Is your web page uncomfortable to read?

Often less experienced SEO practitioners guide you to create copy that employs keyword stuffing. In the early days of SEO 10-12 years ago, repeating a verbatim keyword phrase several times on a web page was de riguer. Not anymore — now it can hurt.

Keyword stuffing is bad on many levels, and you’ll know it when you read it. That’s why it’s always a good idea to read your web pages aloud to yourself. Do they sound stupid? Are they repetitive? Is your keyword use obviously “over-redundant”?

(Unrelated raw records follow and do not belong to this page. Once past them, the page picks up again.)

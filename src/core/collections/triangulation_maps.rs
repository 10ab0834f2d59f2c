use super::{FastHashMap, SmallBuffer, VERTEX_RING_BUFFER_SIZE};
use crate::core::dummy_points::EdgeLabel;
use crate::core::edge::FaceSide;
use crate::core::triangulation_data_structure::{FaceKey, VertexKey};

/// Seed edge label → the face sides carrying it.
///
/// A well-formed closed seed has exactly two sides per label; one side means an
/// open edge and three or more is rejected during gluing.
pub type EdgeLabelToSidesMap = FastHashMap<EdgeLabel, SmallBuffer<FaceSide, 2>>;

/// Vertex → faces containing it, in storage order (not rotational order).
pub type VertexToFacesMap = FastHashMap<VertexKey, SmallBuffer<FaceKey, VERTEX_RING_BUFFER_SIZE>>;
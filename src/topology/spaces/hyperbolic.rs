//! Hyperbolic surface topology implementation.
//!
//! The Bolza surface is the closed orientable surface of genus 2 obtained from
//! the regular hyperbolic octagon with interior angles π/4 by gluing opposite
//! sides. Its Euler characteristic is `χ = 2 − 2·2 = −2`.

use crate::topology::traits::topological_space::{TopologicalSpace, TopologyKind};

/// The Bolza surface: a closed hyperbolic surface of genus 2.
///
/// # Examples
///
/// ```rust
/// use bolza::topology::spaces::BolzaSurface;
/// use bolza::topology::traits::topological_space::{TopologicalSpace, TopologyKind};
///
/// let space = BolzaSurface::new();
/// assert_eq!(space.kind(), TopologyKind::Hyperbolic);
/// assert!(!space.allows_boundary());
/// assert_eq!(space.euler_characteristic(), -2);
/// ```
#[derive(Debug, Clone, Copy, Default, PartialEq, Eq)]
pub struct BolzaSurface;

impl BolzaSurface {
    /// Genus of the Bolza surface.
    pub const GENUS: usize = 2;

    /// Creates the Bolza surface.
    #[must_use]
    pub const fn new() -> Self {
        Self
    }
}

impl TopologicalSpace for BolzaSurface {
    const DIM: usize = 2;

    fn kind(&self) -> TopologyKind {
        TopologyKind::Hyperbolic
    }

    fn allows_boundary(&self) -> bool {
        false
    }

    fn genus(&self) -> usize {
        Self::GENUS
    }

    fn name(&self) -> String {
        "Bolza surface (genus 2)".to_string()
    }
}
//! Topology validation functions for triangulated surfaces.
//!
//! Combines simplex counting, classification, and the Euler characteristic
//! check against the surface the triangulation is supposed to cover.

use crate::core::triangulation_data_structure::Tds;
use crate::topology::{
    characteristics::euler::{
        FVector, TopologyClassification, classify_triangulation, count_simplices,
        euler_characteristic,
    },
    traits::topological_space::{TopologicalSpace, TopologyError},
};

/// Result of Euler characteristic validation.
///
/// Contains the computed Euler characteristic, the value the surface demands,
/// the classification, and diagnostic notes.
///
/// # Examples
///
/// ```rust
/// use bolza::core::periodic_triangulation::PeriodicHyperbolicTriangulation;
/// use bolza::topology::characteristics::validation;
/// use bolza::topology::spaces::BolzaSurface;
///
/// let mut tr = PeriodicHyperbolicTriangulation::new();
/// tr.insert_dummy_points().unwrap();
///
/// let result = validation::validate_triangulation_euler(tr.tds(), &BolzaSurface);
/// assert_eq!(result.chi, -2);
/// assert!(result.is_valid());
/// ```
#[derive(Debug, Clone, PartialEq, Eq)]
pub struct TopologyCheckResult {
    /// Computed Euler characteristic.
    pub chi: isize,

    /// Expected χ (None if it cannot be determined).
    pub expected: Option<isize>,

    /// Topological classification.
    pub classification: TopologyClassification,

    /// Full simplex counts (f-vector).
    pub counts: FVector,

    /// Diagnostic notes or warnings.
    pub notes: Vec<String>,
}

impl TopologyCheckResult {
    /// Returns `true` if χ matches expectation and there are no notes.
    ///
    /// # Examples
    ///
    /// ```rust
    /// use bolza::topology::characteristics::{euler::*, validation::TopologyCheckResult};
    ///
    /// let valid_result = TopologyCheckResult {
    ///     chi: -2,
    ///     expected: Some(-2),
    ///     classification: TopologyClassification::ClosedSurface { genus: 2 },
    ///     counts: FVector { by_dim: vec![14, 48, 32] },
    ///     notes: vec![],
    /// };
    /// assert!(valid_result.is_valid());
    ///
    /// let invalid_result = TopologyCheckResult {
    ///     chi: 4,
    ///     expected: Some(-2),
    ///     classification: TopologyClassification::Unknown,
    ///     counts: FVector { by_dim: vec![8, 12, 8] },
    ///     notes: vec!["Mismatch".to_string()],
    /// };
    /// assert!(!invalid_result.is_valid());
    /// ```
    #[must_use]
    pub fn is_valid(&self) -> bool {
        self.expected.is_none_or(|exp| self.chi == exp) && self.notes.is_empty()
    }

    /// Converts a failed check into a [`TopologyError::EulerMismatch`].
    ///
    /// # Errors
    ///
    /// Returns the mismatch if [`TopologyCheckResult::is_valid`] is false.
    pub fn into_result(self, topology_type: impl Into<String>) -> Result<Self, TopologyError> {
        if self.is_valid() {
            return Ok(self);
        }
        Err(TopologyError::EulerMismatch {
            computed: self.chi,
            expected: self.expected.unwrap_or(self.chi),
            topology_type: topology_type.into(),
        })
    }
}

/// Validate the triangulation's Euler characteristic against `space`.
///
/// An empty triangulation is expected to have χ = 0; anything else must have
/// the surface's χ. A boundary on a closed space is noted as a failure.
#[must_use]
pub fn validate_triangulation_euler<S: TopologicalSpace>(
    tds: &Tds,
    space: &S,
) -> TopologyCheckResult {
    let counts = count_simplices(tds);
    let chi = euler_characteristic(&counts);
    let classification = classify_triangulation(tds);

    let expected = match classification {
        TopologyClassification::Empty => Some(0),
        _ => Some(space.euler_characteristic()),
    };

    let mut notes = Vec::new();

    if let Some(exp) = expected.filter(|&exp| chi != exp) {
        notes.push(format!(
            "Euler characteristic mismatch: computed {chi}, expected {exp} for {}",
            space.name()
        ));
    }
    if classification == TopologyClassification::SurfaceWithBoundary && !space.allows_boundary() {
        notes.push(format!("{} is closed but the triangulation has open sides", space.name()));
    }

    TopologyCheckResult {
        chi,
        expected,
        classification,
        counts,
        notes,
    }
}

The folks at RankedHard.com had some fun with the subject:

Keyword Stuffing illustrated

That kind of copy hurts.

  • It hurts your image and reputation.
  • It makes for a bad “user experience” on your site (and that’s a ranking factor at Google).
  • It increases your bounce rate (visitors who leave without reading anything else on your site.)
  • It sabotages your conversion rate (the % of visitors who become customers/clients)
  • After the Penguin algorithm updates at Google, it may sabotage your rankings.

You need to fix it. But what if the page ranks well?

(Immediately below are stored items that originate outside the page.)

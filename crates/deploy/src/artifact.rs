//! Compiled contract artifacts (Hardhat and Foundry JSON layouts).

use std::path::{Path, PathBuf};

use alloy_core::primitives::Bytes;
use serde_json::Value;
use thiserror::Error;

/// Errors raised while loading an artifact.
#[derive(Debug, Error)]
pub enum ArtifactError {
    #[error("failed to read artifact {}: {source}", path.display())]
    Read {
        path: PathBuf,
        #[source]
        source: std::io::Error,
    },
    #[error("failed to parse artifact {}: {source}", path.display())]
    Parse {
        path: PathBuf,
        #[source]
        source: serde_json::Error,
    },
    #[error("artifact {} has no creation bytecode", path.display())]
    MissingBytecode { path: PathBuf },
    #[error("artifact {} has invalid creation bytecode: {source}", path.display())]
    InvalidBytecode {
        path: PathBuf,
        #[source]
        source: hex::FromHexError,
    },
    #[error("artifact {} has no ABI array", path.display())]
    InvalidAbi { path: PathBuf },
}

/// The deployable unit: creation bytecode plus its interface description.
#[derive(Debug, Clone, PartialEq)]
pub struct Artifact {
    pub contract_name: String,
    /// The JSON ABI, kept verbatim for downstream binding generation.
    pub abi: Value,
    pub bytecode: Bytes,
}

impl Artifact {
    /// Load an artifact from a JSON file.
    ///
    /// The contract name falls back to the file stem when the artifact does not
    /// carry a `contractName` field (Foundry output).
    pub fn load(path: &Path) -> Result<Self, ArtifactError> {
        let content = std::fs::read_to_string(path).map_err(|source| ArtifactError::Read {
            path: path.to_path_buf(),
            source,
        })?;
        let json: Value = serde_json::from_str(&content).map_err(|source| ArtifactError::Parse {
            path: path.to_path_buf(),
            source,
        })?;

        let fallback_name = path
            .file_stem()
            .map(|stem| stem.to_string_lossy().to_string())
            .unwrap_or_else(|| "Contract".to_string());

        let artifact = Self::from_json(&json, &fallback_name, path)?;
        tracing::debug!(
            path = %path.display(),
            contract_name = %artifact.contract_name,
            bytecode_len = artifact.bytecode.len(),
            "Artifact loaded"
        );
        Ok(artifact)
    }

    fn from_json(json: &Value, fallback_name: &str, path: &Path) -> Result<Self, ArtifactError> {
        let contract_name = json
            .get("contractName")
            .and_then(Value::as_str)
            .unwrap_or(fallback_name)
            .to_string();

        let abi = json
            .get("abi")
            .filter(|abi| abi.is_array())
            .cloned()
            .ok_or_else(|| ArtifactError::InvalidAbi {
                path: path.to_path_buf(),
            })?;

        // Hardhat stores a plain hex string, Foundry nests it under `object`.
        let raw_bytecode = match json.get("bytecode") {
            Some(Value::String(hex)) => Some(hex.as_str()),
            Some(Value::Object(obj)) => obj.get("object").and_then(Value::as_str),
            _ => None,
        };

        let raw_bytecode = raw_bytecode
            .map(|hex| hex.trim_start_matches("0x"))
            .filter(|hex| !hex.is_empty())
            .ok_or_else(|| ArtifactError::MissingBytecode {
                path: path.to_path_buf(),
            })?;

        let bytecode = hex::decode(raw_bytecode).map_err(|source| ArtifactError::InvalidBytecode {
            path: path.to_path_buf(),
            source,
        })?;

        Ok(Self {
            contract_name,
            abi,
            bytecode: Bytes::from(bytecode),
        })
    }
}

#[cfg(test)]
mod tests {
    use super::*;
    use tempdir::TempDir;

    fn write_artifact(dir: &TempDir, name: &str, json: Value) -> PathBuf {
        let path = dir.path().join(name);
        std::fs::write(&path, serde_json::to_string_pretty(&json).unwrap()).unwrap();
        path
    }

    #[test]
    fn test_load_hardhat_artifact() {
        let dir = TempDir::new("chainship-artifact").unwrap();
        let path = write_artifact(
            &dir,
            "Project.json",
            serde_json::json!({
                "_format": "hh-sol-artifact-1",
                "contractName": "Project",
                "abi": [{"type": "function", "name": "owner", "inputs": [], "outputs": [{"type": "address"}]}],
                "bytecode": "0x6080604052",
                "deployedBytecode": "0x6080"
            }),
        );

        let artifact = Artifact::load(&path).unwrap();
        assert_eq!(artifact.contract_name, "Project");
        assert_eq!(artifact.bytecode.as_ref(), &[0x60, 0x80, 0x60, 0x40, 0x52]);
        assert_eq!(artifact.abi.as_array().unwrap().len(), 1);
    }

    #[test]
    fn test_load_foundry_artifact_uses_file_stem() {
        let dir = TempDir::new("chainship-artifact").unwrap();
        let path = write_artifact(
            &dir,
            "Project.json",
            serde_json::json!({
                "abi": [],
                "bytecode": {"object": "0x6080", "linkReferences": {}}
            }),
        );

        let artifact = Artifact::load(&path).unwrap();
        assert_eq!(artifact.contract_name, "Project");
        assert_eq!(artifact.bytecode.as_ref(), &[0x60, 0x80]);
    }

    #[test]
    fn test_load_rejects_empty_bytecode() {
        let dir = TempDir::new("chainship-artifact").unwrap();
        let path = write_artifact(
            &dir,
            "Interface.json",
            serde_json::json!({"contractName": "IProject", "abi": [], "bytecode": "0x"}),
        );

        assert!(matches!(
            Artifact::load(&path),
            Err(ArtifactError::MissingBytecode { .. })
        ));
    }

    #[test]
    fn test_load_rejects_bad_hex() {
        let dir = TempDir::new("chainship-artifact").unwrap();
        let path = write_artifact(
            &dir,
            "Broken.json",
            serde_json::json!({"abi": [], "bytecode": "0x60zz"}),
        );

        assert!(matches!(
            Artifact::load(&path),
            Err(ArtifactError::InvalidBytecode { .. })
        ));
    }

    #[test]
    fn test_load_rejects_missing_abi() {
        let dir = TempDir::new("chainship-artifact").unwrap();
        let path = write_artifact(&dir, "NoAbi.json", serde_json::json!({"bytecode": "0x6080"}));

        assert!(matches!(
            Artifact::load(&path),
            Err(ArtifactError::InvalidAbi { .. })
        ));
    }

    #[test]
    fn test_load_missing_file() {
        let dir = TempDir::new("chainship-artifact").unwrap();
        assert!(matches!(
            Artifact::load(&dir.path().join("missing.json")),
            Err(ArtifactError::Read { .. })
        ));
    }
}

This can be a real concern. If the page ranks well, will changing the copy hurt your rankings? Sure, it might. But it might also help if you do it right. Take it slow, make minor changes at first and see how your rankings respond.

How to fix it

The first thing to know is that repeating verbatim keyword phrases is not necessary. Here’s how to fix them:

  • Employ formatting ploys. Search engines don’t register punctuation and line breaks. If you can break up a keyword phrase by having the first word or words at the end of a sentence or paragraph and the rest of the phrase at the beginning of the next sentence or paragraph, your visitor won’t experience the sense of a repeated phrase. But it’s still there and can register with the search engines.
  • Use “stop words” and near synonyms. These are words that don’t add value to a query and are mostly ignored by the search engines. The usually consist of pronouns, prepositions and articles. For example, these phrases are all essentially equivalent:
    • replace air conditioner
    • replace your air conditioner
    • replace an air conditioner
    • air conditioner replacement
  • Keyword phrases may not even need to be on the page. If you have a page about replacing customers’ air conditioners, it will be quite natural to use the phrase air conditioner throughout the page. It also makes sense for the words “replace”, “replacement”, “repair” and “trade in” to occur on the page. Even if you never say “replace air conditioner” anywhere, it will be understandable to the search engines that your page is about that. Search engines have gotten much smarter over the years,

Understand that a page that ranks well but drives away potential customers is doing you no good.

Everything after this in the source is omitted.